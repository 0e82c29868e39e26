use crate::workflows::forecast::ForecastConfig;
use std::env;
use std::fmt;
use std::net::{IpAddr, SocketAddr};
use std::path::PathBuf;

/// Distinguishes runtime behavior for different stages of the service.
#[derive(Debug, Clone, Copy, PartialEq, Eq)]
pub enum AppEnvironment {
    Development,
    Test,
    Production,
}

impl AppEnvironment {
    fn from_str(value: &str) -> Self {
        match value.trim().to_ascii_lowercase().as_str() {
            "prod" | "production" => Self::Production,
            "test" | "ci" => Self::Test,
            _ => Self::Development,
        }
    }
}

/// Top-level configuration for the application.
#[derive(Debug, Clone)]
pub struct AppConfig {
    pub environment: AppEnvironment,
    pub server: ServerConfig,
    pub telemetry: TelemetryConfig,
    pub data: DataConfig,
    pub forecast: ForecastConfig,
}

impl AppConfig {
    pub fn load() -> Result<Self, ConfigError> {
        dotenvy::dotenv().ok();

        let environment = AppEnvironment::from_str(
            &env::var("APP_ENV").unwrap_or_else(|_| "development".to_string()),
        );

        let host = env::var("APP_HOST").unwrap_or_else(|_| "127.0.0.1".to_string());
        let port = env::var("APP_PORT")
            .unwrap_or_else(|_| "3000".to_string())
            .parse::<u16>()
            .map_err(|_| ConfigError::InvalidPort)?;

        let log_level = env::var("APP_LOG_LEVEL").unwrap_or_else(|_| "info".to_string());

        Ok(Self {
            environment,
            server: ServerConfig { host, port },
            telemetry: TelemetryConfig { log_level },
            data: DataConfig::from_env()?,
            forecast: forecast_from_env()?,
        })
    }
}

fn forecast_from_env() -> Result<ForecastConfig, ConfigError> {
    let mut forecast = ForecastConfig::default();

    if let Ok(value) = env::var("FORECAST_ATTENDANCE_THRESHOLD") {
        forecast.attendance_threshold = value
            .trim()
            .parse::<f64>()
            .ok()
            .filter(|threshold| (0.0..=1.0).contains(threshold))
            .ok_or(ConfigError::InvalidThreshold { value })?;
    }

    if let Ok(value) = env::var("FORECAST_CAP_ATTENDANCE") {
        forecast.cap_attendance = parse_bool(&value).ok_or(ConfigError::InvalidFlag {
            name: "FORECAST_CAP_ATTENDANCE",
            value,
        })?;
    }

    Ok(forecast)
}

fn parse_bool(value: &str) -> Option<bool> {
    match value.trim().to_ascii_lowercase().as_str() {
        "1" | "true" | "yes" | "on" => Some(true),
        "0" | "false" | "no" | "off" => Some(false),
        _ => None,
    }
}

/// Settings controlling the HTTP server binding.
#[derive(Debug, Clone)]
pub struct ServerConfig {
    pub host: String,
    pub port: u16,
}

impl ServerConfig {
    pub fn socket_addr(&self) -> Result<SocketAddr, ConfigError> {
        if self.host.eq_ignore_ascii_case("localhost") {
            return Ok(SocketAddr::new(IpAddr::from([127, 0, 0, 1]), self.port));
        }

        let ip: IpAddr = self
            .host
            .parse()
            .map_err(|source| ConfigError::InvalidHost { source })?;

        Ok(SocketAddr::new(ip, self.port))
    }
}

/// Tracing controls.
#[derive(Debug, Clone)]
pub struct TelemetryConfig {
    pub log_level: String,
}

/// Where the CLI looks for the monthly exports when no paths are given.
#[derive(Debug, Clone, PartialEq, Eq)]
pub struct DataConfig {
    pub data_dir: PathBuf,
    pub attendance_file: String,
    pub payment_file: String,
    /// Banner lines above the header row of the payment export.
    pub payment_skip_rows: usize,
}

impl DataConfig {
    fn from_env() -> Result<Self, ConfigError> {
        let data_dir = env::var("FORECAST_DATA_DIR").unwrap_or_else(|_| "data".to_string());
        let attendance_file =
            env::var("FORECAST_ATTENDANCE_FILE").unwrap_or_else(|_| "attendance.csv".to_string());
        let payment_file =
            env::var("FORECAST_PAYMENT_FILE").unwrap_or_else(|_| "payment.csv".to_string());
        let payment_skip_rows = match env::var("FORECAST_PAYMENT_SKIP_ROWS") {
            Ok(value) => value
                .trim()
                .parse::<usize>()
                .map_err(|_| ConfigError::InvalidSkipRows { value })?,
            Err(_) => 1,
        };

        Ok(Self {
            data_dir: PathBuf::from(data_dir),
            attendance_file,
            payment_file,
            payment_skip_rows,
        })
    }

    pub fn attendance_path(&self) -> PathBuf {
        self.data_dir.join(&self.attendance_file)
    }

    pub fn payment_path(&self) -> PathBuf {
        self.data_dir.join(&self.payment_file)
    }
}

#[derive(Debug)]
pub enum ConfigError {
    InvalidPort,
    InvalidHost { source: std::net::AddrParseError },
    InvalidThreshold { value: String },
    InvalidFlag { name: &'static str, value: String },
    InvalidSkipRows { value: String },
}

impl fmt::Display for ConfigError {
    fn fmt(&self, f: &mut fmt::Formatter<'_>) -> fmt::Result {
        match self {
            ConfigError::InvalidPort => write!(f, "APP_PORT must be a valid u16"),
            ConfigError::InvalidHost { .. } => {
                write!(f, "APP_HOST must parse to an IPv4 or IPv6 address")
            }
            ConfigError::InvalidThreshold { value } => write!(
                f,
                "FORECAST_ATTENDANCE_THRESHOLD must be a number between 0 and 1, got '{}'",
                value
            ),
            ConfigError::InvalidFlag { name, value } => {
                write!(f, "{} must be true or false, got '{}'", name, value)
            }
            ConfigError::InvalidSkipRows { value } => write!(
                f,
                "FORECAST_PAYMENT_SKIP_ROWS must be a non-negative integer, got '{}'",
                value
            ),
        }
    }
}

impl std::error::Error for ConfigError {
    fn source(&self) -> Option<&(dyn std::error::Error + 'static)> {
        match self {
            ConfigError::InvalidHost { source } => Some(source),
            ConfigError::InvalidPort
            | ConfigError::InvalidThreshold { .. }
            | ConfigError::InvalidFlag { .. }
            | ConfigError::InvalidSkipRows { .. } => None,
        }
    }
}

#[cfg(test)]
mod tests {
    use super::*;
    use std::env;
    use std::sync::{Mutex, OnceLock};

    fn env_guard() -> &'static Mutex<()> {
        static GUARD: OnceLock<Mutex<()>> = OnceLock::new();
        GUARD.get_or_init(|| Mutex::new(()))
    }

    fn reset_env() {
        for key in [
            "APP_ENV",
            "APP_HOST",
            "APP_PORT",
            "APP_LOG_LEVEL",
            "FORECAST_DATA_DIR",
            "FORECAST_ATTENDANCE_FILE",
            "FORECAST_PAYMENT_FILE",
            "FORECAST_PAYMENT_SKIP_ROWS",
            "FORECAST_ATTENDANCE_THRESHOLD",
            "FORECAST_CAP_ATTENDANCE",
        ] {
            env::remove_var(key);
        }
    }

    #[test]
    fn load_uses_defaults_when_env_missing() {
        let _lock = env_guard().lock().expect("env mutex poisoned");
        reset_env();
        let config = AppConfig::load().expect("config loads with defaults");
        assert_eq!(config.environment, AppEnvironment::Development);
        assert_eq!(config.server.host, "127.0.0.1");
        assert_eq!(config.server.port, 3000);
        assert_eq!(config.telemetry.log_level, "info");
        assert_eq!(config.data.attendance_path(), PathBuf::from("data/attendance.csv"));
        assert_eq!(config.data.payment_path(), PathBuf::from("data/payment.csv"));
        assert_eq!(config.data.payment_skip_rows, 1);
        assert_eq!(config.forecast, ForecastConfig::default());
    }

    #[test]
    fn accepts_localhost_host() {
        let _lock = env_guard().lock().expect("env mutex poisoned");
        reset_env();
        env::set_var("APP_HOST", "localhost");
        let config = AppConfig::load().expect("config loads");
        let addr = config.server.socket_addr().expect("localhost resolves");
        assert_eq!(addr, SocketAddr::new(IpAddr::from([127, 0, 0, 1]), 3000));
        reset_env();
    }

    #[test]
    fn forecast_overrides_are_read_from_env() {
        let _lock = env_guard().lock().expect("env mutex poisoned");
        reset_env();
        env::set_var("FORECAST_ATTENDANCE_THRESHOLD", "0.795");
        env::set_var("FORECAST_CAP_ATTENDANCE", "off");
        env::set_var("FORECAST_PAYMENT_SKIP_ROWS", "0");
        env::set_var("FORECAST_DATA_DIR", "/srv/exports");
        let config = AppConfig::load().expect("config loads");
        assert!((config.forecast.attendance_threshold - 0.795).abs() < f64::EPSILON);
        assert!(!config.forecast.cap_attendance);
        assert_eq!(config.data.payment_skip_rows, 0);
        assert_eq!(
            config.data.attendance_path(),
            PathBuf::from("/srv/exports/attendance.csv")
        );
        reset_env();
    }

    #[test]
    fn rejects_out_of_range_threshold_and_bad_flags() {
        let _lock = env_guard().lock().expect("env mutex poisoned");
        reset_env();
        env::set_var("FORECAST_ATTENDANCE_THRESHOLD", "1.5");
        assert!(matches!(
            AppConfig::load(),
            Err(ConfigError::InvalidThreshold { .. })
        ));

        reset_env();
        env::set_var("FORECAST_CAP_ATTENDANCE", "sometimes");
        assert!(matches!(
            AppConfig::load(),
            Err(ConfigError::InvalidFlag {
                name: "FORECAST_CAP_ATTENDANCE",
                ..
            })
        ));

        reset_env();
        env::set_var("FORECAST_PAYMENT_SKIP_ROWS", "-1");
        assert!(matches!(
            AppConfig::load(),
            Err(ConfigError::InvalidSkipRows { .. })
        ));
        reset_env();
    }
}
+ + +
> _WORK REQUIRED_:
Work out how many lines above contain "AppEnvironment", then write only that number.

> _EXERCISE RESULT_:
5